##### Material for this task
//! HTTP method as a typed enum.
//!
//! Covers the verbs API Gateway forwards in `httpMethod`. Unknown method
//! strings fail event deserialization, and the local server answers them
//! with `405 Method Not Allowed` before they ever reach the router.

use std::fmt;
use std::str::FromStr;

use serde::{Deserialize, Serialize};

/// A known HTTP method.
#[derive(Clone, Copy, Debug, Eq, Hash, PartialEq, Deserialize, Serialize)]
#[serde(rename_all = "UPPERCASE")]
pub enum Method {
    Delete,
    Get,
    Head,
    Options,
    Patch,
    Post,
    Put,
}

impl Method {
    /// Returns the uppercase wire representation (e.g. `"GET"`).
    pub fn as_str(self) -> &'static str {
        match self {
            Self::Delete  => "DELETE",
            Self::Get     => "GET",
            Self::Head    => "HEAD",
            Self::Options => "OPTIONS",
            Self::Patch   => "PATCH",
            Self::Post    => "POST",
            Self::Put     => "PUT",
        }
    }
}

/// Parses an uppercase method string (e.g. `"GET"`). Case-sensitive per RFC 9110 §9.1.
impl FromStr for Method {
    type Err = UnknownMethod;

    fn from_str(s: &str) -> Result<Self, Self::Err> {
        match s {
            "DELETE"  => Ok(Self::Delete),
            "GET"     => Ok(Self::Get),
            "HEAD"    => Ok(Self::Head),
            "OPTIONS" => Ok(Self::Options),
            "PATCH"   => Ok(Self::Patch),
            "POST"    => Ok(Self::Post),
            "PUT"     => Ok(Self::Put),
            other     => Err(UnknownMethod(other.to_owned())),
        }
    }
}

impl fmt::Display for Method {
    fn fmt(&self, f: &mut fmt::Formatter<'_>) -> fmt::Result {
        f.write_str(self.as_str())
    }
}

/// Returned by [`Method::from_str`] for verbs the framework does not route.
#[derive(Debug, thiserror::Error)]
#[error("unknown http method `{0}`")]
pub struct UnknownMethod(pub String);
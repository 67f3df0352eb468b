//! Typed CRUD handle over one store table.
//!
//! A [`Table<T>`] is composed from plain data (name, definition, transform)
//! and an explicit store handle; every table shares the CRUD code below.
//! The transform is the single place a raw [`Record`] becomes a `T`.
//!
//! ```rust
//! use std::sync::Arc;
//!
//! use mindless::data::{CreateOptions, KeySchema, MemoryStore, Table, TableDefinition, TableStore};
//! use serde::Deserialize;
//! use serde_json::json;
//!
//! #[derive(Deserialize)]
//! struct User { id: String, name: String }
//!
//! # async fn demo() -> mindless::Result<()> {
//! let store: Arc<dyn TableStore> = Arc::new(MemoryStore::new());
//! let users: Table<User> =
//!     Table::serde("users", TableDefinition::new(KeySchema::string("id")), store.clone())?;
//! # store.create_tables().await.ok();
//!
//! let alice = users.create(json!({ "id": "1", "name": "alice" }), CreateOptions::default()).await?;
//! assert_eq!(alice.name, "alice");
//! # Ok(())
//! # }
//! ```

use std::sync::Arc;

use chrono::{SecondsFormat, Utc};
use serde::Serialize;
use serde::de::DeserializeOwned;
use serde_json::Value;
use tracing::error;

use super::definition::TableDefinition;
use super::store::{CreateOptions, DeleteOptions, Key, Record, StoreError, TableStore, UpdateOptions};
use crate::error::{Error, Result};

const CREATED_AT: &str = "createdAt";
const UPDATED_AT: &str = "updatedAt";

/// Turns a raw record into the table's model type.
pub type Transform<T> = Arc<dyn Fn(Record) -> Result<T> + Send + Sync>;

pub struct Table<T> {
    name: String,
    definition: TableDefinition,
    store: Arc<dyn TableStore>,
    transform: Transform<T>,
}

impl<T> Clone for Table<T> {
    fn clone(&self) -> Self {
        Self {
            name: self.name.clone(),
            definition: self.definition.clone(),
            store: Arc::clone(&self.store),
            transform: Arc::clone(&self.transform),
        }
    }
}

impl<T> Table<T> {
    /// Registers `definition` under `name` with `store` and returns the
    /// handle. Registration happens here, before any item call can be made.
    pub fn new<F>(
        name: impl Into<String>,
        definition: TableDefinition,
        store: Arc<dyn TableStore>,
        transform: F,
    ) -> Result<Self>
    where
        F: Fn(Record) -> Result<T> + Send + Sync + 'static,
    {
        let name = name.into();
        store
            .define(&name, &definition)
            .map_err(|source| Error::StoreWrite { table: name.clone(), source })?;

        Ok(Self { name, definition, store, transform: Arc::new(transform) })
    }

    pub fn name(&self) -> &str { &self.name }
    pub fn definition(&self) -> &TableDefinition { &self.definition }

    /// Writes a new record and returns it as a model.
    pub async fn create(&self, data: impl Serialize, options: CreateOptions) -> Result<T> {
        let mut record = self.to_record(data)?;
        if self.definition.timestamps {
            record.insert(CREATED_AT.to_owned(), now());
        }

        let created = self
            .store
            .put(&self.name, record, &options)
            .await
            .map_err(|e| self.write_error("create", e))?;
        (self.transform)(created)
    }

    /// Point read by primary key.
    pub async fn get(&self, hash: impl Into<Value>, range: Option<Value>) -> Result<Option<T>> {
        let key = Key::new(hash, range);
        let found = self
            .store
            .get(&self.name, &key)
            .await
            .map_err(|e| self.read_error("get", e))?;
        found.map(|record| (self.transform)(record)).transpose()
    }

    /// Scans the whole table and transforms every record.
    pub async fn get_all(&self) -> Result<Vec<T>> {
        self.get_all_raw()
            .await?
            .into_iter()
            .map(|record| (self.transform)(record))
            .collect()
    }

    /// Scans the whole table, returning records untransformed.
    pub async fn get_all_raw(&self) -> Result<Vec<Record>> {
        self.store
            .scan(&self.name)
            .await
            .map_err(|e| self.read_error("scan", e))
    }

    /// Updates the record addressed by the key attributes in `data`.
    pub async fn update(&self, data: impl Serialize, options: UpdateOptions) -> Result<T> {
        let mut record = self.to_record(data)?;
        if self.definition.timestamps {
            record.insert(UPDATED_AT.to_owned(), now());
        }

        let updated = self
            .store
            .update(&self.name, record, &options)
            .await
            .map_err(|e| self.write_error("update", e))?;
        (self.transform)(updated)
    }

    /// Deletes by primary key. Pass `range` only for composite keys.
    ///
    /// Returns the deleted record, or `None` if nothing was stored under
    /// the key.
    pub async fn delete(
        &self,
        hash: impl Into<Value>,
        range: Option<Value>,
        options: DeleteOptions,
    ) -> Result<Option<T>> {
        let key = Key::new(hash, range);
        let deleted = self
            .store
            .delete(&self.name, &key, &options)
            .await
            .map_err(|e| self.write_error("delete", e))?;
        deleted.map(|record| (self.transform)(record)).transpose()
    }

    fn to_record(&self, data: impl Serialize) -> Result<Record> {
        match serde_json::to_value(data)? {
            Value::Object(record) => Ok(record),
            _ => Err(self.write_error("serialize", StoreError::NotAnObject)),
        }
    }

    fn read_error(&self, op: &'static str, source: StoreError) -> Error {
        error!(table = %self.name, op, error = %source, "store read failed");
        Error::StoreRead { table: self.name.clone(), source }
    }

    fn write_error(&self, op: &'static str, source: StoreError) -> Error {
        error!(table = %self.name, op, error = %source, "store write failed");
        Error::StoreWrite { table: self.name.clone(), source }
    }
}

impl<T: DeserializeOwned + 'static> Table<T> {
    /// A table whose transform deserializes records with serde.
    pub fn serde(
        name: impl Into<String>,
        definition: TableDefinition,
        store: Arc<dyn TableStore>,
    ) -> Result<Self> {
        let name = name.into();
        let table = name.clone();
        Self::new(name, definition, store, move |record| {
            serde_json::from_value(Value::Object(record))
                .map_err(|e| Error::Transform { table: table.clone(), reason: e.to_string() })
        })
    }
}

fn now() -> Value {
    Value::String(Utc::now().to_rfc3339_opts(SecondsFormat::Millis, true))
}

#[cfg(test)]
mod tests {
    use std::sync::atomic::{AtomicUsize, Ordering};

    use async_trait::async_trait;
    use serde::Deserialize;
    use serde_json::json;

    use super::*;
    use crate::data::{KeySchema, MemoryStore};

    /// A store whose every item call fails.
    struct Unreachable;

    fn down() -> StoreError {
        StoreError::Driver("connection refused".into())
    }

    #[async_trait]
    impl TableStore for Unreachable {
        fn define(&self, _: &str, _: &TableDefinition) -> std::result::Result<(), StoreError> { Ok(()) }
        async fn create_tables(&self) -> std::result::Result<(), StoreError> { Ok(()) }
        async fn put(&self, _: &str, _: Record, _: &CreateOptions) -> std::result::Result<Record, StoreError> { Err(down()) }
        async fn get(&self, _: &str, _: &Key) -> std::result::Result<Option<Record>, StoreError> { Err(down()) }
        async fn scan(&self, _: &str) -> std::result::Result<Vec<Record>, StoreError> { Err(down()) }
        async fn update(&self, _: &str, _: Record, _: &UpdateOptions) -> std::result::Result<Record, StoreError> { Err(down()) }
        async fn delete(&self, _: &str, _: &Key, _: &DeleteOptions) -> std::result::Result<Option<Record>, StoreError> { Err(down()) }
    }

    #[derive(Debug, Deserialize, PartialEq)]
    struct Post {
        id: String,
        title: String,
    }

    fn counting(store: Arc<dyn TableStore>, calls: Arc<AtomicUsize>) -> Table<Post> {
        Table::new("posts", TableDefinition::new(KeySchema::string("id")), store, move |record| {
            calls.fetch_add(1, Ordering::SeqCst);
            serde_json::from_value(Value::Object(record)).map_err(Error::from)
        })
        .unwrap()
    }

    async fn memory() -> Arc<dyn TableStore> {
        let store = Arc::new(MemoryStore::new());
        store.define("posts", &TableDefinition::new(KeySchema::string("id"))).unwrap();
        store.create_tables().await.unwrap();
        store
    }

    #[tokio::test]
    async fn failures_surface_without_transforming() {
        let calls = Arc::new(AtomicUsize::new(0));
        let table = counting(Arc::new(Unreachable), calls.clone());
        let post = json!({ "id": "1", "title": "t" });

        assert!(matches!(
            table.create(&post, CreateOptions::default()).await,
            Err(Error::StoreWrite { ref table, source: StoreError::Driver(_) }) if table == "posts"
        ));
        assert!(matches!(table.update(&post, UpdateOptions::default()).await, Err(Error::StoreWrite { .. })));
        assert!(matches!(table.delete("1", None, DeleteOptions::default()).await, Err(Error::StoreWrite { .. })));
        assert!(matches!(table.get_all().await, Err(Error::StoreRead { .. })));
        assert!(matches!(table.get_all_raw().await, Err(Error::StoreRead { .. })));
        assert!(matches!(table.get("1", None).await, Err(Error::StoreRead { .. })));

        assert_eq!(calls.load(Ordering::SeqCst), 0);
    }

    #[tokio::test]
    async fn success_transforms_once_per_record() {
        let calls = Arc::new(AtomicUsize::new(0));
        let table = counting(memory().await, calls.clone());

        let created = table.create(json!({ "id": "1", "title": "first" }), CreateOptions::default()).await.unwrap();
        assert_eq!(created, Post { id: "1".into(), title: "first".into() });
        assert_eq!(calls.load(Ordering::SeqCst), 1);

        table.create(json!({ "id": "2", "title": "second" }), CreateOptions::default()).await.unwrap();
        assert_eq!(calls.load(Ordering::SeqCst), 2);

        let all = table.get_all().await.unwrap();
        assert_eq!(all.len(), 2);
        assert_eq!(calls.load(Ordering::SeqCst), 4);

        let raw = table.get_all_raw().await.unwrap();
        assert_eq!(raw.len(), 2);
        assert_eq!(calls.load(Ordering::SeqCst), 4);

        let updated = table.update(json!({ "id": "1", "title": "renamed" }), UpdateOptions::default()).await.unwrap();
        assert_eq!(updated.title, "renamed");
        assert_eq!(calls.load(Ordering::SeqCst), 5);

        let deleted = table.delete("2", None, DeleteOptions::default()).await.unwrap();
        assert_eq!(deleted.map(|p| p.id), Some("2".to_owned()));
        assert_eq!(calls.load(Ordering::SeqCst), 6);

        assert!(table.delete("2", None, DeleteOptions::default()).await.unwrap().is_none());
        assert_eq!(calls.load(Ordering::SeqCst), 6);
    }

    #[tokio::test]
    async fn timestamps_are_stamped() {
        let store: Arc<dyn TableStore> = Arc::new(MemoryStore::new());
        let def = TableDefinition::new(KeySchema::string("id")).timestamps(true);
        let table = Table::new("events", def, store.clone(), Ok).unwrap();
        store.create_tables().await.unwrap();

        let created = table.create(json!({ "id": "e" }), CreateOptions::default()).await.unwrap();
        assert!(created.get("createdAt").is_some_and(Value::is_string));
        assert!(created.get("updatedAt").is_none());

        let updated = table.update(json!({ "id": "e", "n": 1 }), UpdateOptions::default()).await.unwrap();
        assert!(updated.get("createdAt").is_some());
        assert!(updated.get("updatedAt").is_some_and(Value::is_string));
    }

    #[tokio::test]
    async fn composite_keys_address_single_items() {
        let store: Arc<dyn TableStore> = Arc::new(MemoryStore::new());
        let def = TableDefinition::new(KeySchema::string("author")).range_key(KeySchema::number("seq"));
        let table = Table::new("entries", def, store.clone(), Ok).unwrap();
        store.create_tables().await.unwrap();

        table.create(json!({ "author": "ann", "seq": 1, "body": "one" }), CreateOptions::default()).await.unwrap();
        table.create(json!({ "author": "ann", "seq": 2, "body": "two" }), CreateOptions::default()).await.unwrap();

        let first = table.get("ann", Some(json!(1))).await.unwrap().unwrap();
        assert_eq!(first["body"], "one");

        let removed = table.delete("ann", Some(json!(1)), DeleteOptions::default()).await.unwrap();
        assert_eq!(removed.map(|r| r["body"].clone()), Some(json!("one")));
        assert!(table.get("ann", Some(json!(1))).await.unwrap().is_none());

        let rest = table.get_all_raw().await.unwrap();
        assert_eq!(rest.len(), 1);
        assert_eq!(rest[0]["seq"], 2);

        assert!(matches!(
            table.delete("ann", None, DeleteOptions::default()).await,
            Err(Error::StoreWrite { source: StoreError::MissingKey { ref attribute }, .. }) if attribute == "seq"
        ));
        assert_eq!(table.get_all_raw().await.unwrap().len(), 1);
    }

    #[tokio::test]
    async fn serde_transform_reports_shape_mismatch() {
        let table: Table<Post> =
            Table::serde("posts", TableDefinition::new(KeySchema::string("id")), memory().await).unwrap();

        let err = table.create(json!({ "id": "1" }), CreateOptions::default()).await.unwrap_err();
        assert!(matches!(err, Error::Transform { ref table, .. } if table == "posts"));
    }

    #[tokio::test]
    async fn non_object_data_is_rejected() {
        let table: Table<Post> =
            Table::serde("posts", TableDefinition::new(KeySchema::string("id")), memory().await).unwrap();
        assert!(matches!(
            table.create(json!([1, 2]), CreateOptions::default()).await,
            Err(Error::StoreWrite { source: StoreError::NotAnObject, .. })
        ));
    }
}
//! Middleware layer.
//!
//! A middleware stage receives the [`Request`] by value and either hands it
//! on with [`Next::Continue`] or ends the chain with [`Next::Respond`].
//! Stages run in registration order, each seeing whatever earlier stages
//! injected through [`Request::add`]:
//!
//! ```rust
//! use mindless::middleware::Next;
//! use mindless::{Error, Request, Response, StatusCode};
//!
//! async fn authenticate(mut req: Request) -> Result<Next, Error> {
//!     let Ok(token) = req.header("authorization") else {
//!         return Ok(Next::Respond(Response::status(StatusCode::UNAUTHORIZED)));
//!     };
//!     let user = token.trim_start_matches("Bearer ").to_owned();
//!     req.add("user", user)?;
//!     Ok(Next::Continue(req))
//! }
//! ```
//!
//! An `Err` also ends the chain; it is rendered through the error boundary.

use std::future::Future;
use std::sync::Arc;

use crate::error::Error;
use crate::handler::BoxFuture;
use crate::request::Request;
use crate::response::{IntoResponse, Response};

/// Outcome of one middleware stage.
pub enum Next {
    /// Pass the (possibly modified) request to the next stage.
    Continue(Request),
    /// Stop the chain and answer with this response.
    Respond(Response),
}

#[doc(hidden)]
pub trait ErasedMiddleware {
    fn call(&self, req: Request) -> BoxFuture<Next>;
}

#[doc(hidden)]
pub type BoxedMiddleware = Arc<dyn ErasedMiddleware + Send + Sync + 'static>;

/// Implemented for every valid middleware stage:
///
/// ```text
/// async fn name(req: Request) -> Result<Next, mindless::Error>
/// ```
pub trait Middleware: private::Sealed + Send + Sync + 'static {
    #[doc(hidden)]
    fn into_boxed_middleware(self) -> BoxedMiddleware;
}

mod private {
    pub trait Sealed {}
}

impl<F, Fut> private::Sealed for F
where
    F: Fn(Request) -> Fut + Send + Sync + 'static,
    Fut: Future<Output = Result<Next, Error>> + Send + 'static,
{
}

impl<F, Fut> Middleware for F
where
    F: Fn(Request) -> Fut + Send + Sync + 'static,
    Fut: Future<Output = Result<Next, Error>> + Send + 'static,
{
    fn into_boxed_middleware(self) -> BoxedMiddleware {
        Arc::new(FnMiddleware(self))
    }
}

struct FnMiddleware<F>(F);

impl<F, Fut> ErasedMiddleware for FnMiddleware<F>
where
    F: Fn(Request) -> Fut + Send + Sync,
    Fut: Future<Output = Result<Next, Error>> + Send + 'static,
{
    fn call(&self, req: Request) -> BoxFuture<Next> {
        let fut = (self.0)(req);
        Box::pin(async move {
            match fut.await {
                Ok(next) => next,
                Err(e) => Next::Respond(e.into_response()),
            }
        })
    }
}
##########
▸ **What the task asks**
Which lines hold the word "ErasedMiddleware"? Copy each of them from the records.

▸ **Exercise result**
pub trait ErasedMiddleware {
pub type BoxedMiddleware = Arc<dyn ErasedMiddleware + Send + Sync + 'static>;
impl<F, Fut> ErasedMiddleware for FnMiddleware<F>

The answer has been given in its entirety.